Truly remarkable progress, they compellingly argued, cannot be about valuing the sale of bottled water, which found ready buyers because of the toxicity or lack of simple tap water, or the sale of cars that diminishes the health and productivity of hundreds of millions of urban dwellers.
Growing prosperity and accompanying well-being were not, the economists concluded forcefully, adequately reflected in measures of growth of national financial income or gross domestic product (GDP).
Indeed, they are not the first to reach this conclusion. Nobel Prize-winning economist Simon Kuznets, famous for his theories of economic growth, wrote in a report to the US Congress: “The welfare of a nation can, therefore, scarcely be said to be inferred from a measure of national income...”
For India, this is neither a new message nor one that has been imported from elsewhere. Quite the reverse, it is one that is deeply embedded in its own historical narrative from politics to poetry.
Yet there is little doubt that the message about quality over quantity and warnings about environmental limits are being lost in the face of the continued material poverty of so many, the dash for wealth of the rising middle class of emerging nations, and the panicked call for more consumption by political and business leaders across the becalmed economies of Europe, Japan and North America.
Consumption, we are told, is both the means and the ends of a successful 21st century economy. We embrace this self-serving, moral and indeed, at times, nationalistic call to consume more, often against our better judgement, and in defiance of the plain facts of the matter that we are running out of resources and damaging the ecosystems that sustain us. Anyway, who in their right minds would consume less if that allowed other less publicly spirited folks to consume more?
The World Economic Forum has long argued the case for embracing the need for sustainable growth. Yet, until now, its annual Global Competitiveness Index—the most authoritative international ranking of nations’ competitiveness—has not systematically taken sustainability issues into account.
Photo: Aniruddha Chowdhury/Mint
This year, for the first time, the forum is beginning to integrate into this ranking the impact on nations’ competitiveness of their management of natural and social wealth. Seven new quantifiable variables— health, primary education, social cohesion, environmental policy, resource efficiency, management of renewable resources, and environmental degradation—were added into a methodology already packed with data on more traditional measures of economic health.
The impact on national rankings of introducing these new measures as drivers of long-term competitiveness has been in many instances dramatic, with long-time leaders falling down the table and others emerging as potential winners in the long-distance race for economic health and competitiveness. India, the US and China, applying these new measures, are all losers by rank, falling more than 10 places from their positions last year. In contrast, Brazil, Kenya and the Philippines rose more than 10 places on the Sustainable Competitiveness Index compared with the standard competitiveness ranking.

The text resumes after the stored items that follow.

//! Scripted I2C bus and IRQ pin used by the driver tests.

use std::collections::VecDeque;
use std::vec::Vec;

use embedded_hal::i2c::{self, ErrorKind, NoAcknowledgeSource, Operation, SevenBitAddress};

use crate::common::TD_STATUS_ADDR;

#[derive(Debug, Clone, Copy, PartialEq, Eq)]
pub(crate) struct BusError;

impl i2c::Error for BusError {
    fn kind(&self) -> ErrorKind {
        ErrorKind::NoAcknowledge(NoAcknowledgeSource::Address)
    }
}

/// A fake FT6x36.
///
/// Reads of `TD_STATUS` are served from a queue of packets (`None` fails the
/// read); once the queue is empty they report no touch. Every other register is
/// served from a flat register file.
pub(crate) struct FakeBus {
    pub(crate) registers: [u8; 256],
    pub(crate) packets: VecDeque<Option<[u8; 5]>>,
    /// Registers whose reads fail.
    pub(crate) failing: Vec<u8>,
    /// Every read as `(address, register, length)`.
    pub(crate) reads: Vec<(u8, u8, usize)>,
}

impl FakeBus {
    pub(crate) fn new() -> Self {
        Self {
            registers: [0; 256],
            packets: VecDeque::new(),
            failing: Vec::new(),
            reads: Vec::new(),
        }
    }

    pub(crate) fn with_packets<const N: usize>(packets: [[u8; 5]; N]) -> Self {
        let mut bus = Self::new();
        bus.packets.extend(packets.into_iter().map(Some));
        bus
    }

    pub(crate) fn packet_reads(&self) -> usize {
        self.reads
            .iter()
            .filter(|(_, reg, _)| *reg == TD_STATUS_ADDR)
            .count()
    }

    fn run(&mut self, address: u8, operations: &mut [Operation<'_>]) -> Result<(), BusError> {
        let mut register = 0u8;
        for op in operations {
            match op {
                Operation::Write(bytes) => {
                    if let Some(first) = bytes.first() {
                        register = *first;
                    }
                }
                Operation::Read(buf) => {
                    self.reads.push((address, register, buf.len()));
                    if self.failing.contains(&register) {
                        return Err(BusError);
                    }
                    if register == TD_STATUS_ADDR && buf.len() == 5 {
                        match self.packets.pop_front().unwrap_or(Some([0; 5])) {
                            Some(packet) => buf.copy_from_slice(&packet),
                            None => return Err(BusError),
                        }
                    } else {
                        let start = register as usize;
                        for (i, byte) in buf.iter_mut().enumerate() {
                            *byte = self.registers[(start + i) % 256];
                        }
                    }
                }
            }
        }
        Ok(())
    }
}

impl i2c::ErrorType for FakeBus {
    type Error = BusError;
}

impl i2c::I2c<SevenBitAddress> for FakeBus {
    fn transaction(
        &mut self,
        address: SevenBitAddress,
        operations: &mut [Operation<'_>],
    ) -> Result<(), Self::Error> {
        self.run(address, operations)
    }
}

impl embedded_hal_async::i2c::I2c<SevenBitAddress> for FakeBus {
    async fn transaction(
        &mut self,
        address: SevenBitAddress,
        operations: &mut [Operation<'_>],
    ) -> Result<(), Self::Error> {
        self.run(address, operations)
    }
}

/// An IRQ line that is always asserted, or always broken.
pub(crate) struct FakeIrq {
    pub(crate) broken: bool,
    pub(crate) edges: usize,
}

impl FakeIrq {
    pub(crate) fn new() -> Self {
        Self {
            broken: false,
            edges: 0,
        }
    }

    fn edge(&mut self) -> Result<(), BusError> {
        if self.broken {
            return Err(BusError);
        }
        self.edges += 1;
        Ok(())
    }
}

impl embedded_hal::digital::Error for BusError {
    fn kind(&self) -> embedded_hal::digital::ErrorKind {
        embedded_hal::digital::ErrorKind::Other
    }
}

impl embedded_hal::digital::ErrorType for FakeIrq {
    type Error = BusError;
}

impl embedded_hal_async::digital::Wait for FakeIrq {
    async fn wait_for_high(&mut self) -> Result<(), Self::Error> {
        self.edge()
    }

    async fn wait_for_low(&mut self) -> Result<(), Self::Error> {
        self.edge()
    }

    async fn wait_for_rising_edge(&mut self) -> Result<(), Self::Error> {
        self.edge()
    }

    async fn wait_for_falling_edge(&mut self) -> Result<(), Self::Error> {
        self.edge()
    }

    async fn wait_for_any_edge(&mut self) -> Result<(), Self::Error> {
        self.edge()
    }
}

The bottom line is that the new Global Sustainable Competitiveness Index confirms the common sense view that healthy, competitive economies in this century will be those that effectively manage social and natural wealth. Mobilizing technology and finance, securing flexible and dynamic markets, engaging productive citizens and establishing the right institutional conditions are all needed as well, but will not happen unless there is effective management of a nation’s foundations, its people and natural assets. As other nations reach the same conclusions, one’s ability to trade and invest across borders will depend on one’s demonstrated capability of getting it right at home.

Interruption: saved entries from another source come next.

//! Single-slot latest-value handoff between the polling driver and another task.

use core::cell::RefCell;
use core::future::poll_fn;
use core::task::Poll;

use embassy_sync::blocking_mutex::{raw::RawMutex, Mutex};
use embassy_sync::waitqueue::WakerRegistration;

use crate::TouchInput;

struct Slot {
    value: Option<TouchInput>,
    waker: WakerRegistration,
}

/// A capacity-1 mailbox holding the most recent [`TouchInput`].
///
/// Writing never blocks and never queues: a new sample replaces whatever is
/// stored. Readers either take the sample, leaving the slot empty, or peek at it.
///
/// With `CriticalSectionRawMutex` the mailbox can live in a `static` and be
/// shared between the polling task and a consumer task.
pub struct TouchMailbox<M: RawMutex> {
    slot: Mutex<M, RefCell<Slot>>,
}

impl<M: RawMutex> TouchMailbox<M> {
    pub const fn new() -> Self {
        Self {
            slot: Mutex::new(RefCell::new(Slot {
                value: None,
                waker: WakerRegistration::new(),
            })),
        }
    }

    /// Store a sample, replacing the previous one, and wake a pending [`Self::wait`].
    pub fn set(&self, sample: TouchInput) {
        self.slot.lock(|slot| {
            let mut slot = slot.borrow_mut();
            slot.value = Some(sample);
            slot.waker.wake();
        })
    }

    /// Take the stored sample, if any.
    pub fn try_take(&self) -> Option<TouchInput> {
        self.slot.lock(|slot| slot.borrow_mut().value.take())
    }

    /// Look at the stored sample without removing it.
    pub fn peek(&self) -> Option<TouchInput> {
        self.slot.lock(|slot| slot.borrow().value)
    }

    pub fn clear(&self) {
        self.slot.lock(|slot| slot.borrow_mut().value = None)
    }

    /// Wait until a sample is stored, then take it.
    ///
    /// Only one waiter is tracked at a time.
    pub async fn wait(&self) -> TouchInput {
        poll_fn(|cx| {
            self.slot.lock(|slot| {
                let mut slot = slot.borrow_mut();
                match slot.value.take() {
                    Some(sample) => Poll::Ready(sample),
                    None => {
                        slot.waker.register(cx.waker());
                        Poll::Pending
                    }
                }
            })
        })
        .await
    }
}

impl<M: RawMutex> Default for TouchMailbox<M> {
    fn default() -> Self {
        Self::new()
    }
}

I am looking forward to discussing these issues at the World Economic Forum’s first Sustainable Growth Summit in Mumbai on 12 November. It will be through open dialogue about long-term competitiveness, as well as the challenges of near-term sustainable development that will enable us all to advance our thinking and shift our mindsets to explore a common vision of progress.

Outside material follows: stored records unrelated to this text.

//! MongoDB filter building utilities.
//!
//! The translator lowers predicates into match documents through
//! [`FilterBuilder`]; predicates with no match-document form are wrapped in
//! `$expr`.

use bson::{Bson, Document, doc};

/// Builder for MongoDB filter documents.
///
/// Conditions on the same field are merged into one operator document;
/// a second condition with the same operator moves to `$and`.
///
/// # Example
///
/// ```rust
/// use bson::doc;
/// use prax_mongodb::FilterBuilder;
///
/// let filter = FilterBuilder::new()
///     .eq("status", "active")
///     .gte("age", 18)
///     .lt("age", 65)
///     .build();
///
/// assert_eq!(filter, doc! { "status": "active", "age": { "$gte": 18, "$lt": 65 } });
/// ```
#[derive(Debug, Clone, Default, PartialEq)]
pub struct FilterBuilder {
    doc: Document,
    and: Vec<Document>,
}

impl FilterBuilder {
    /// Create a new empty filter builder.
    pub fn new() -> Self {
        Self::default()
    }

    /// Create a filter builder from an existing document.
    pub fn from_doc(doc: Document) -> Self {
        Self::new().merge(doc)
    }

    /// Add an equality condition.
    pub fn eq(self, field: &str, value: impl Into<Bson>) -> Self {
        let value = value.into();
        match value {
            // `{ f: { $x: .. } }` would read as an operator document.
            Bson::Document(ref d) if d.keys().any(|k| k.starts_with('$')) => {
                self.operator(field, "$eq", value)
            }
            value => self.set(field, value),
        }
    }

    /// Add a not-equal condition.
    pub fn ne(self, field: &str, value: impl Into<Bson>) -> Self {
        self.operator(field, "$ne", value.into())
    }

    /// Add a greater-than condition.
    pub fn gt(self, field: &str, value: impl Into<Bson>) -> Self {
        self.operator(field, "$gt", value.into())
    }

    /// Add a greater-than-or-equal condition.
    pub fn gte(self, field: &str, value: impl Into<Bson>) -> Self {
        self.operator(field, "$gte", value.into())
    }

    /// Add a less-than condition.
    pub fn lt(self, field: &str, value: impl Into<Bson>) -> Self {
        self.operator(field, "$lt", value.into())
    }

    /// Add a less-than-or-equal condition.
    pub fn lte(self, field: &str, value: impl Into<Bson>) -> Self {
        self.operator(field, "$lte", value.into())
    }

    /// Add an "in" condition (value in array).
    pub fn in_array(self, field: &str, values: Vec<impl Into<Bson>>) -> Self {
        let bson_values: Vec<Bson> = values.into_iter().map(Into::into).collect();
        self.operator(field, "$in", Bson::Array(bson_values))
    }

    /// Add a "not in" condition.
    pub fn not_in(self, field: &str, values: Vec<impl Into<Bson>>) -> Self {
        let bson_values: Vec<Bson> = values.into_iter().map(Into::into).collect();
        self.operator(field, "$nin", Bson::Array(bson_values))
    }

    /// Add a regex condition.
    pub fn regex(self, field: &str, pattern: &str) -> Self {
        self.operator(field, "$regex", Bson::String(pattern.to_string()))
    }

    /// Add an exists condition.
    pub fn exists(self, field: &str, exists: bool) -> Self {
        self.operator(field, "$exists", Bson::Boolean(exists))
    }

    /// Add an arbitrary field operator.
    pub fn operator(mut self, field: &str, op: &str, value: Bson) -> Self {
        match self.doc.get_mut(field) {
            Some(Bson::Document(ops))
                if ops.keys().all(|k| k.starts_with('$')) && !ops.contains_key(op) =>
            {
                ops.insert(op, value);
            }
            Some(_) => self.and.push(doc! { field: { op: value } }),
            None => {
                self.doc.insert(field, doc! { op: value });
            }
        }
        self
    }

    /// Combine with AND ($and).
    pub fn and(mut self, conditions: Vec<Document>) -> Self {
        for condition in conditions {
            self = self.merge(condition);
        }
        self
    }

    /// Combine with OR ($or).
    pub fn or(self, conditions: Vec<Document>) -> Self {
        self.set("$or", Bson::Array(conditions.into_iter().map(Bson::Document).collect()))
    }

    /// Combine with NOR ($nor).
    pub fn nor(self, conditions: Vec<Document>) -> Self {
        self.set("$nor", Bson::Array(conditions.into_iter().map(Bson::Document).collect()))
    }

    /// Add an aggregation expression condition ($expr).
    pub fn expr(self, expression: impl Into<Bson>) -> Self {
        self.set("$expr", expression.into())
    }

    /// Merge another filter into this one.
    pub fn merge(mut self, other: Document) -> Self {
        for (k, v) in other {
            match v {
                Bson::Document(ops) if !k.starts_with('$') && is_operator_doc(&ops) => {
                    for (op, value) in ops {
                        self = self.operator(&k, &op, value);
                    }
                }
                v => self = self.set(&k, v),
            }
        }
        self
    }

    fn set(mut self, field: &str, value: Bson) -> Self {
        if self.doc.contains_key(field) {
            self.and.push(doc! { field: value });
        } else {
            self.doc.insert(field, value);
        }
        self
    }

    /// Build the filter document.
    pub fn build(self) -> Document {
        if self.and.is_empty() {
            return self.doc;
        }
        let mut conditions = Vec::with_capacity(self.and.len() + 1);
        if !self.doc.is_empty() {
            conditions.push(Bson::Document(self.doc));
        }
        conditions.extend(self.and.into_iter().map(Bson::Document));
        doc! { "$and": conditions }
    }

    /// Check if the filter is empty.
    pub fn is_empty(&self) -> bool {
        self.doc.is_empty() && self.and.is_empty()
    }
}

fn is_operator_doc(doc: &Document) -> bool {
    !doc.is_empty() && doc.keys().all(|k| k.starts_with('$'))
}

/// Create an empty filter (matches all documents).
pub fn all() -> Document {
    doc! {}
}

/// Escape regular expression metacharacters in a literal.
pub fn escape_regex(literal: &str) -> String {
    let mut escaped = String::with_capacity(literal.len());
    for c in literal.chars() {
        if matches!(
            c,
            '\\' | '^' | '$' | '.' | '|' | '?' | '*' | '+' | '(' | ')' | '[' | ']' | '{' | '}'
        ) {
            escaped.push('\\');
        }
        escaped.push(c);
    }
    escaped
}

#[cfg(test)]
mod tests {
    use super::*;
    use pretty_assertions::assert_eq;

    #[test]
    fn test_filter_builder_eq() {
        let filter = FilterBuilder::new()
            .eq("name", "Alice")
            .eq("age", 30)
            .build();

        assert_eq!(filter.get_str("name").unwrap(), "Alice");
        assert_eq!(filter.get_i32("age").unwrap(), 30);
    }

    #[test]
    fn test_comparisons_on_same_field_merge() {
        let filter = FilterBuilder::new().gte("age", 18).lt("age", 65).build();
        assert_eq!(filter, doc! { "age": { "$gte": 18, "$lt": 65 } });
    }

    #[test]
    fn test_repeated_operator_moves_to_and() {
        let filter = FilterBuilder::new().ne("status", "a").ne("status", "b").build();
        assert_eq!(
            filter,
            doc! { "$and": [ { "status": { "$ne": "a" } }, { "status": { "$ne": "b" } } ] }
        );
    }

    #[test]
    fn test_filter_builder_in_array() {
        let filter = FilterBuilder::new()
            .in_array("status", vec!["active", "pending"])
            .build();

        let status = filter.get_document("status").unwrap();
        assert!(status.contains_key("$in"));
    }

    #[test]
    fn test_filter_builder_or() {
        let filter = FilterBuilder::new()
            .or(vec![
                doc! { "status": "active" },
                doc! { "priority": "high" },
            ])
            .build();

        assert_eq!(
            filter,
            doc! { "$or": [ { "status": "active" }, { "priority": "high" } ] }
        );
    }

    #[test]
    fn test_filter_builder_nor() {
        let filter = FilterBuilder::new()
            .nor(vec![doc! { "Year": { "$gt": 1900 } }])
            .build();
        assert_eq!(filter, doc! { "$nor": [ { "Year": { "$gt": 1900 } } ] });
    }

    #[test]
    fn test_merge_combines_operator_documents() {
        let filter = FilterBuilder::from_doc(doc! { "Year": { "$gt": 2000 } })
            .merge(doc! { "Year": { "$lt": 2010 }, "Title": "Heat" })
            .build();
        assert_eq!(filter, doc! { "Year": { "$gt": 2000, "$lt": 2010 }, "Title": "Heat" });
    }

    #[test]
    fn test_escape_regex() {
        assert_eq!(escape_regex("a.b*c"), r"a\.b\*c");
        assert_eq!(escape_regex("plain"), "plain");
    }

    #[test]
    fn test_all_filter() {
        assert!(all().is_empty());
        assert!(FilterBuilder::new().is_empty());
    }
}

Redefining progress is far more than a shift in the headline measure of a nation’s aggregate product, and is in no way a sign of diminished ambitions and expectations. Far from it, being a curious, if not problematic, shifting of legitimate development goal posts, it marks a recognition of what will drive successful economies in an era of environmental limits and growing social demands. India will be a global leader this century, of that there is little doubt. What is yet to be determined is where it will lead us and with what consequences. The opportunity exists for it to establish the terms for its own sustainable growth and point the way for others. That would be a remarkable India indeed.